→ **Your assignment**
Among the records below, find the line that has "Self::default()"; from there, give the lines again exactly, and stop after the line that has "let status = HealthResponse::compute_status(&components);".
Start of Extracted material
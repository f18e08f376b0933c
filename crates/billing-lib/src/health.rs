//! Component health and readiness for the billing engine
//!
//! Collaborator health is inferred from the degradations that billing
//! operations report, so no separate probing is needed.

use crate::engine::RefreshSummary;
use crate::error::Degradation;
use serde::{Deserialize, Serialize};
use std::collections::BTreeMap;
use std::sync::Arc;
use tokio::sync::RwLock;

#[derive(Debug, Clone, Copy, PartialEq, Eq, Serialize, Deserialize)]
#[serde(rename_all = "lowercase")]
pub enum ComponentStatus {
    Healthy,
    /// Working, but answers fall back to defaults
    Degraded,
    Unhealthy,
}

impl ComponentStatus {
    pub fn is_operational(&self) -> bool {
        !matches!(self, ComponentStatus::Unhealthy)
    }
}

#[derive(Debug, Clone, Serialize, Deserialize)]
pub struct ComponentHealth {
    pub status: ComponentStatus,
    #[serde(skip_serializing_if = "Option::is_none")]
    pub message: Option<String>,
    pub last_check_timestamp: i64,
}

impl ComponentHealth {
    fn at(status: ComponentStatus, message: Option<String>) -> Self {
        Self {
            status,
            message,
            last_check_timestamp: chrono::Utc::now().timestamp(),
        }
    }

    pub fn healthy() -> Self {
        Self::at(ComponentStatus::Healthy, None)
    }

    pub fn degraded(message: impl Into<String>) -> Self {
        Self::at(ComponentStatus::Degraded, Some(message.into()))
    }

    pub fn unhealthy(message: impl Into<String>) -> Self {
        Self::at(ComponentStatus::Unhealthy, Some(message.into()))
    }
}

#[derive(Debug, Clone, Serialize, Deserialize)]
pub struct HealthResponse {
    pub status: ComponentStatus,
    pub components: BTreeMap<String, ComponentHealth>,
}

impl HealthResponse {
    /// The worst status among `components`; healthy when empty
    pub fn compute_status(components: &BTreeMap<String, ComponentHealth>) -> ComponentStatus {
        components
            .values()
            .map(|c| c.status)
            .fold(ComponentStatus::Healthy, |worst, status| match (worst, status) {
                (ComponentStatus::Unhealthy, _) | (_, ComponentStatus::Unhealthy) => {
                    ComponentStatus::Unhealthy
                }
                (ComponentStatus::Degraded, _) | (_, ComponentStatus::Degraded) => {
                    ComponentStatus::Degraded
                }
                _ => ComponentStatus::Healthy,
            })
    }
}

#[derive(Debug, Clone, Serialize, Deserialize)]
pub struct ReadinessResponse {
    pub ready: bool,
    #[serde(skip_serializing_if = "Option::is_none")]
    pub reason: Option<String>,
}

/// Component names for health tracking
pub mod components {
    pub const TARIFF_STORE: &str = "tariff_store";
    pub const WORKLOAD_STORE: &str = "workload_store";
    pub const COST_CACHE: &str = "cost_cache";
    pub const METRICS_SOURCE: &str = "metrics_source";
    pub const REFRESH_WORKER: &str = "refresh_worker";
}

/// Component that a degradation points at
fn component_for(degradation: &Degradation) -> &'static str {
    match degradation {
        Degradation::TariffUnavailable(_) | Degradation::FallbackRates(_) => components::TARIFF_STORE,
        Degradation::MetricsUnavailable(_) => components::METRICS_SOURCE,
        Degradation::CacheUnavailable(_) => components::COST_CACHE,
        Degradation::UsageUnavailable(_) => components::WORKLOAD_STORE,
    }
}

fn describe(degradation: &Degradation) -> String {
    match degradation {
        Degradation::TariffUnavailable(reason) => format!("tariff store unavailable: {reason}"),
        Degradation::FallbackRates(fields) => format!("plan missing rates: {}", fields.join(", ")),
        Degradation::MetricsUnavailable(reason) => format!("metrics unavailable: {reason}"),
        Degradation::CacheUnavailable(reason) => format!("cache unavailable: {reason}"),
        Degradation::UsageUnavailable(reason) => format!("workloads unavailable: {reason}"),
    }
}

#[derive(Debug, Clone, Default)]
pub struct HealthRegistry {
    components: Arc<RwLock<BTreeMap<String, ComponentHealth>>>,
    ready: Arc<RwLock<bool>>,
}

impl HealthRegistry {
    pub fn new() -> Self {
        Self::default()
    }

    /// Register a component as healthy
    pub async fn register(&self, name: &str) {
        self.update(name, ComponentHealth::healthy()).await;
    }

    pub async fn update(&self, name: &str, health: ComponentHealth) {
        self.components
            .write()
            .await
            .insert(name.to_string(), health);
    }

    pub async fn set_healthy(&self, name: &str) {
        self.update(name, ComponentHealth::healthy()).await;
    }

    pub async fn set_degraded(&self, name: &str, message: impl Into<String>) {
        self.update(name, ComponentHealth::degraded(message)).await;
    }

    pub async fn set_unhealthy(&self, name: &str, message: impl Into<String>) {
        self.update(name, ComponentHealth::unhealthy(message)).await;
    }

    pub async fn set_ready(&self, ready: bool) {
        *self.ready.write().await = ready;
    }

    /// Mark the collaborators behind `degradations` as degraded
    pub async fn observe_degradations(&self, degradations: &[Degradation]) {
        for degradation in degradations {
            self.set_degraded(component_for(degradation), describe(degradation))
                .await;
        }
    }

    /// Fold a refresh pass into the refresh worker's status.
    ///
    /// A pass where every workload failed is unhealthy; partial failure or
    /// degraded refreshes are degraded.
    pub async fn observe_refresh(&self, summary: &RefreshSummary) {
        let total = summary.refreshed + summary.failed;
        let health = if summary.failed > 0 && summary.failed == total {
            ComponentHealth::unhealthy(format!("all {total} refreshes failed"))
        } else if summary.failed > 0 {
            ComponentHealth::degraded(format!("{} of {total} refreshes failed", summary.failed))
        } else if summary.degraded > 0 {
            ComponentHealth::degraded(format!("{} refreshes used fallbacks", summary.degraded))
        } else {
            ComponentHealth::healthy()
        };
        self.update(components::REFRESH_WORKER, health).await;
    }

    pub async fn health(&self) -> HealthResponse {
        let components = self.components.read().await.clone();
        let status = HealthResponse::compute_status(&components);
        HealthResponse { status, components }
    }

    /// Ready once startup completed and nothing is unhealthy
    pub async fn readiness(&self) -> ReadinessResponse {
        let ready = *self.ready.read().await;
        let health = self.health().await;

        let reason = if !ready {
            Some("Engine not yet initialized".to_string())
        } else if !health.status.is_operational() {
            let failing: Vec<&str> = health
                .components
                .iter()
                .filter(|(_, c)| !c.status.is_operational())
                .map(|(name, _)| name.as_str())
                .collect();
            Some(format!("Unhealthy components: {}", failing.join(", ")))
        } else {
            None
        };

        ReadinessResponse {
            ready: reason.is_none(),
            reason,
        }
    }
}

#[cfg(test)]
mod tests {
    use super::*;

    #[tokio::test]
    async fn test_empty_registry_is_healthy_but_not_ready() {
        let registry = HealthRegistry::new();
        assert_eq!(registry.health().await.status, ComponentStatus::Healthy);

        let readiness = registry.readiness().await;
        assert!(!readiness.ready);
        assert!(readiness.reason.is_some());
    }

    #[tokio::test]
    async fn test_degradations_mark_collaborators() {
        let registry = HealthRegistry::new();
        registry.register(components::TARIFF_STORE).await;
        registry.register(components::COST_CACHE).await;

        registry
            .observe_degradations(&[Degradation::TariffUnavailable("timeout".into())])
            .await;

        let health = registry.health().await;
        assert_eq!(health.status, ComponentStatus::Degraded);
        assert_eq!(
            health.components[components::TARIFF_STORE].status,
            ComponentStatus::Degraded
        );
        assert_eq!(
            health.components[components::COST_CACHE].status,
            ComponentStatus::Healthy
        );
    }

    #[tokio::test]
    async fn test_refresh_summary_statuses() {
        let registry = HealthRegistry::new();
        registry.set_ready(true).await;

        registry
            .observe_refresh(&RefreshSummary {
                refreshed: 3,
                degraded: 0,
                failed: 1,
                ..Default::default()
            })
            .await;
        assert_eq!(registry.health().await.status, ComponentStatus::Degraded);
        assert!(registry.readiness().await.ready);

        registry
            .observe_refresh(&RefreshSummary {
                refreshed: 0,
                degraded: 0,
                failed: 2,
                ..Default::default()
            })
            .await;
        let readiness = registry.readiness().await;
        assert!(!readiness.ready);
        assert!(readiness.reason.unwrap().contains(components::REFRESH_WORKER));

        registry.observe_refresh(&RefreshSummary::default()).await;
        assert_eq!(registry.health().await.status, ComponentStatus::Healthy);
    }
}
End of Extracted material
→ **Solution**
        Self::default()
    }

    /// Register a component as healthy
    pub async fn register(&self, name: &str) {
        self.update(name, ComponentHealth::healthy()).await;
    }

    pub async fn update(&self, name: &str, health: ComponentHealth) {
        self.components
            .write()
            .await
            .insert(name.to_string(), health);
    }

    pub async fn set_healthy(&self, name: &str) {
        self.update(name, ComponentHealth::healthy()).await;
    }

    pub async fn set_degraded(&self, name: &str, message: impl Into<String>) {
        self.update(name, ComponentHealth::degraded(message)).await;
    }

    pub async fn set_unhealthy(&self, name: &str, message: impl Into<String>) {
        self.update(name, ComponentHealth::unhealthy(message)).await;
    }

    pub async fn set_ready(&self, ready: bool) {
        *self.ready.write().await = ready;
    }

    /// Mark the collaborators behind `degradations` as degraded
    pub async fn observe_degradations(&self, degradations: &[Degradation]) {
        for degradation in degradations {
            self.set_degraded(component_for(degradation), describe(degradation))
                .await;
        }
    }

    /// Fold a refresh pass into the refresh worker's status.
    ///
    /// A pass where every workload failed is unhealthy; partial failure or
    /// degraded refreshes are degraded.
    pub async fn observe_refresh(&self, summary: &RefreshSummary) {
        let total = summary.refreshed + summary.failed;
        let health = if summary.failed > 0 && summary.failed == total {
            ComponentHealth::unhealthy(format!("all {total} refreshes failed"))
        } else if summary.failed > 0 {
            ComponentHealth::degraded(format!("{} of {total} refreshes failed", summary.failed))
        } else if summary.degraded > 0 {
            ComponentHealth::degraded(format!("{} refreshes used fallbacks", summary.degraded))
        } else {
            ComponentHealth::healthy()
        };
        self.update(components::REFRESH_WORKER, health).await;
    }

    pub async fn health(&self) -> HealthResponse {
        let components = self.components.read().await.clone();
        let status = HealthResponse::compute_status(&components);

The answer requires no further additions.